The data.
• • • • • • •
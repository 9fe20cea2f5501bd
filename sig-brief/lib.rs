//! Steered BRIEF: 256 intensity comparisons around each keypoint, rotated by
//! the keypoint orientation and taken on 5x5 box-smoothed samples.

mod integral;
mod pattern;

use rayon::prelude::*;
use sig_core::{BinaryImage, DESCRIPTOR_BYTES, Descriptor, Keypoint};

use crate::integral::IntegralImage;
pub use crate::pattern::{PAIR_COUNT, PointPair, sampling_pattern};

/// Half side of the smoothing box around each sample point
const SMOOTHING_HALF: i32 = 2;

pub struct BriefGenerator {
    pairs: Vec<PointPair>,
}

impl BriefGenerator {
    /// Pattern sized for a `patch_size` square patch. Sample points stay
    /// `SMOOTHING_HALF` inside the patch radius so every box fits the patch.
    pub fn new(patch_size: usize) -> Self {
        let radius = (patch_size as i32 / 2 - SMOOTHING_HALF).max(1);
        Self {
            pairs: sampling_pattern(radius),
        }
    }

    pub fn pairs(&self) -> &[PointPair] {
        &self.pairs
    }

    /// One descriptor per keypoint, in keypoint order.
    pub fn generate_descriptors(&self, img: &BinaryImage, kps: &[Keypoint]) -> Vec<Descriptor> {
        if kps.is_empty() {
            return Vec::new();
        }
        let integral = IntegralImage::new(img);
        kps.par_iter()
            .map(|kp| self.describe(&integral, kp))
            .collect()
    }

    fn describe(&self, integral: &IntegralImage, kp: &Keypoint) -> Descriptor {
        let (s, c) = kp.angle.sin_cos();
        let (cx, cy) = (kp.x, kp.y);
        let rotate = |dx: i32, dy: i32| {
            (
                (cx + c * dx as f32 - s * dy as f32).round() as i64,
                (cy + s * dx as f32 + c * dy as f32).round() as i64,
            )
        };
        let half = SMOOTHING_HALF as i64;

        let mut d = [0u8; DESCRIPTOR_BYTES];
        for (i, &(dx1, dy1, dx2, dy2)) in self.pairs.iter().enumerate() {
            let (x1, y1) = rotate(dx1, dy1);
            let (x2, y2) = rotate(dx2, dy2);
            let bit = (integral.box_sum(x1, y1, half) < integral.box_sum(x2, y2, half)) as u8;
            d[i / 8] |= bit << (i % 8);
        }
        d
    }
}

#[cfg(test)]
mod tests {
    use super::*;
    use proptest::strategy::Strategy as _;
    use sig_core::hamming_distance;

    fn kp(x: f32, y: f32, angle: f32) -> Keypoint {
        Keypoint {
            x,
            y,
            angle,
            response: 1.0,
        }
    }

    /// Ink L-shape on paper, corner near the middle
    fn create_l_image(width: usize, height: usize) -> BinaryImage {
        let mut data = vec![255u8; width * height];
        for y in 10..height - 10 {
            for x in 20..24 {
                data[y * width + x] = 0;
            }
        }
        for y in height - 14..height - 10 {
            for x in 20..width - 10 {
                data[y * width + x] = 0;
            }
        }
        BinaryImage::from_raw(width, height, data).unwrap()
    }

    #[test]
    fn test_one_descriptor_per_keypoint() {
        let generator = BriefGenerator::new(31);
        let img = create_l_image(60, 60);
        let kps = [kp(22.0, 30.0, 0.0), kp(30.0, 47.0, 1.0), kp(21.0, 46.0, -2.0)];
        let descs = generator.generate_descriptors(&img, &kps);
        assert_eq!(descs.len(), kps.len());
    }

    #[test]
    fn test_no_keypoints_no_descriptors() {
        let generator = BriefGenerator::new(31);
        let img = create_l_image(60, 60);
        assert!(generator.generate_descriptors(&img, &[]).is_empty());
    }

    #[test]
    fn test_descriptors_are_deterministic() {
        let img = create_l_image(60, 60);
        let kps = [kp(22.0, 30.0, 0.3), kp(22.0, 47.0, 2.0)];
        let a = BriefGenerator::new(31).generate_descriptors(&img, &kps);
        let b = BriefGenerator::new(31).generate_descriptors(&img, &kps);
        assert_eq!(a, b);
    }

    #[test]
    fn test_uniform_patch_gives_zero_descriptor() {
        let img = BinaryImage::from_raw(40, 40, vec![255; 1600]).unwrap();
        let descs = BriefGenerator::new(15).generate_descriptors(&img, &[kp(20.0, 20.0, 0.7)]);
        assert_eq!(descs[0], [0u8; DESCRIPTOR_BYTES]);
    }

    #[test]
    fn test_structure_sets_bits() {
        let img = create_l_image(60, 60);
        let descs = BriefGenerator::new(31).generate_descriptors(&img, &[kp(22.0, 46.0, 0.0)]);
        assert!(descs[0].iter().any(|&b| b != 0));
    }

    #[test]
    fn test_translated_structure_gives_same_descriptor() {
        // Same L shifted by (5, 3): descriptor at the shifted keypoint is identical
        let width = 70;
        let height = 70;
        let base = create_l_image(width, height);
        let mut shifted = vec![255u8; width * height];
        for y in 0..height - 3 {
            for x in 0..width - 5 {
                shifted[(y + 3) * width + x + 5] = base.get(x, y);
            }
        }
        let shifted = BinaryImage::from_raw(width, height, shifted).unwrap();

        let generator = BriefGenerator::new(31);
        let a = generator.generate_descriptors(&base, &[kp(22.0, 40.0, 0.0)]);
        let b = generator.generate_descriptors(&shifted, &[kp(27.0, 43.0, 0.0)]);
        assert_eq!(hamming_distance(&a[0], &b[0]), 0);
    }

    fn arb_keypoint() -> impl proptest::strategy::Strategy<Value = Keypoint> {
        (-20.0f32..80.0, -20.0f32..80.0, -std::f32::consts::PI..std::f32::consts::PI)
            .prop_map(|(x, y, angle)| kp(x, y, angle))
    }


    proptest::proptest! {
        #[test]
        fn prop_each_descriptor_depends_only_on_its_keypoint(
            kps in proptest::collection::vec(arb_keypoint(), 0..12),
        ) {
            let generator = BriefGenerator::new(31);
            let img = create_l_image(60, 60);
            let descs = generator.generate_descriptors(&img, &kps);
            proptest::prop_assert_eq!(descs.len(), kps.len());
            for (kp, desc) in kps.iter().zip(&descs) {
                let alone = generator.generate_descriptors(&img, std::slice::from_ref(kp));
                proptest::prop_assert_eq!(&alone[0], desc);
            }
        }
    }
}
• • • • • • •
Work request. The answer is to be the complete listing, transcribed exactly.

Exercise answer.
repository 9fe20cea2f5501bd
filename sig-brief/lib.rs
//! Steered BRIEF: 256 intensity comparisons around each keypoint, rotated by
//! the keypoint orientation and taken on 5x5 box-smoothed samples.

mod integral;
mod pattern;

use rayon::prelude::*;
use sig_core::{BinaryImage, DESCRIPTOR_BYTES, Descriptor, Keypoint};

use crate::integral::IntegralImage;
pub use crate::pattern::{PAIR_COUNT, PointPair, sampling_pattern};

/// Half side of the smoothing box around each sample point
const SMOOTHING_HALF: i32 = 2;

pub struct BriefGenerator {
    pairs: Vec<PointPair>,
}

impl BriefGenerator {
    /// Pattern sized for a `patch_size` square patch. Sample points stay
    /// `SMOOTHING_HALF` inside the patch radius so every box fits the patch.
    pub fn new(patch_size: usize) -> Self {
        let radius = (patch_size as i32 / 2 - SMOOTHING_HALF).max(1);
        Self {
            pairs: sampling_pattern(radius),
        }
    }

    pub fn pairs(&self) -> &[PointPair] {
        &self.pairs
    }

    /// One descriptor per keypoint, in keypoint order.
    pub fn generate_descriptors(&self, img: &BinaryImage, kps: &[Keypoint]) -> Vec<Descriptor> {
        if kps.is_empty() {
            return Vec::new();
        }
        let integral = IntegralImage::new(img);
        kps.par_iter()
            .map(|kp| self.describe(&integral, kp))
            .collect()
    }

    fn describe(&self, integral: &IntegralImage, kp: &Keypoint) -> Descriptor {
        let (s, c) = kp.angle.sin_cos();
        let (cx, cy) = (kp.x, kp.y);
        let rotate = |dx: i32, dy: i32| {
            (
                (cx + c * dx as f32 - s * dy as f32).round() as i64,
                (cy + s * dx as f32 + c * dy as f32).round() as i64,
            )
        };
        let half = SMOOTHING_HALF as i64;

        let mut d = [0u8; DESCRIPTOR_BYTES];
        for (i, &(dx1, dy1, dx2, dy2)) in self.pairs.iter().enumerate() {
            let (x1, y1) = rotate(dx1, dy1);
            let (x2, y2) = rotate(dx2, dy2);
            let bit = (integral.box_sum(x1, y1, half) < integral.box_sum(x2, y2, half)) as u8;
            d[i / 8] |= bit << (i % 8);
        }
        d
    }
}

#[cfg(test)]
mod tests {
    use super::*;
    use proptest::strategy::Strategy as _;
    use sig_core::hamming_distance;

    fn kp(x: f32, y: f32, angle: f32) -> Keypoint {
        Keypoint {
            x,
            y,
            angle,
            response: 1.0,
        }
    }

    /// Ink L-shape on paper, corner near the middle
    fn create_l_image(width: usize, height: usize) -> BinaryImage {
        let mut data = vec![255u8; width * height];
        for y in 10..height - 10 {
            for x in 20..24 {
                data[y * width + x] = 0;
            }
        }
        for y in height - 14..height - 10 {
            for x in 20..width - 10 {
                data[y * width + x] = 0;
            }
        }
        BinaryImage::from_raw(width, height, data).unwrap()
    }

    #[test]
    fn test_one_descriptor_per_keypoint() {
        let generator = BriefGenerator::new(31);
        let img = create_l_image(60, 60);
        let kps = [kp(22.0, 30.0, 0.0), kp(30.0, 47.0, 1.0), kp(21.0, 46.0, -2.0)];
        let descs = generator.generate_descriptors(&img, &kps);
        assert_eq!(descs.len(), kps.len());
    }

    #[test]
    fn test_no_keypoints_no_descriptors() {
        let generator = BriefGenerator::new(31);
        let img = create_l_image(60, 60);
        assert!(generator.generate_descriptors(&img, &[]).is_empty());
    }

    #[test]
    fn test_descriptors_are_deterministic() {
        let img = create_l_image(60, 60);
        let kps = [kp(22.0, 30.0, 0.3), kp(22.0, 47.0, 2.0)];
        let a = BriefGenerator::new(31).generate_descriptors(&img, &kps);
        let b = BriefGenerator::new(31).generate_descriptors(&img, &kps);
        assert_eq!(a, b);
    }

    #[test]
    fn test_uniform_patch_gives_zero_descriptor() {
        let img = BinaryImage::from_raw(40, 40, vec![255; 1600]).unwrap();
        let descs = BriefGenerator::new(15).generate_descriptors(&img, &[kp(20.0, 20.0, 0.7)]);
        assert_eq!(descs[0], [0u8; DESCRIPTOR_BYTES]);
    }

    #[test]
    fn test_structure_sets_bits() {
        let img = create_l_image(60, 60);
        let descs = BriefGenerator::new(31).generate_descriptors(&img, &[kp(22.0, 46.0, 0.0)]);
        assert!(descs[0].iter().any(|&b| b != 0));
    }

    #[test]
    fn test_translated_structure_gives_same_descriptor() {
        // Same L shifted by (5, 3): descriptor at the shifted keypoint is identical
        let width = 70;
        let height = 70;
        let base = create_l_image(width, height);
        let mut shifted = vec![255u8; width * height];
        for y in 0..height - 3 {
            for x in 0..width - 5 {
                shifted[(y + 3) * width + x + 5] = base.get(x, y);
            }
        }
        let shifted = BinaryImage::from_raw(width, height, shifted).unwrap();

        let generator = BriefGenerator::new(31);
        let a = generator.generate_descriptors(&base, &[kp(22.0, 40.0, 0.0)]);
        let b = generator.generate_descriptors(&shifted, &[kp(27.0, 43.0, 0.0)]);
        assert_eq!(hamming_distance(&a[0], &b[0]), 0);
    }

    fn arb_keypoint() -> impl proptest::strategy::Strategy<Value = Keypoint> {
        (-20.0f32..80.0, -20.0f32..80.0, -std::f32::consts::PI..std::f32::consts::PI)
            .prop_map(|(x, y, angle)| kp(x, y, angle))
    }


    proptest::proptest! {
        #[test]
        fn prop_each_descriptor_depends_only_on_its_keypoint(
            kps in proptest::collection::vec(arb_keypoint(), 0..12),
        ) {
            let generator = BriefGenerator::new(31);
            let img = create_l_image(60, 60);
            let descs = generator.generate_descriptors(&img, &kps);
            proptest::prop_assert_eq!(descs.len(), kps.len());
            for (kp, desc) in kps.iter().zip(&descs) {
                let alone = generator.generate_descriptors(&img, std::slice::from_ref(kp));
                proptest::prop_assert_eq!(&alone[0], desc);
            }
        }
    }
}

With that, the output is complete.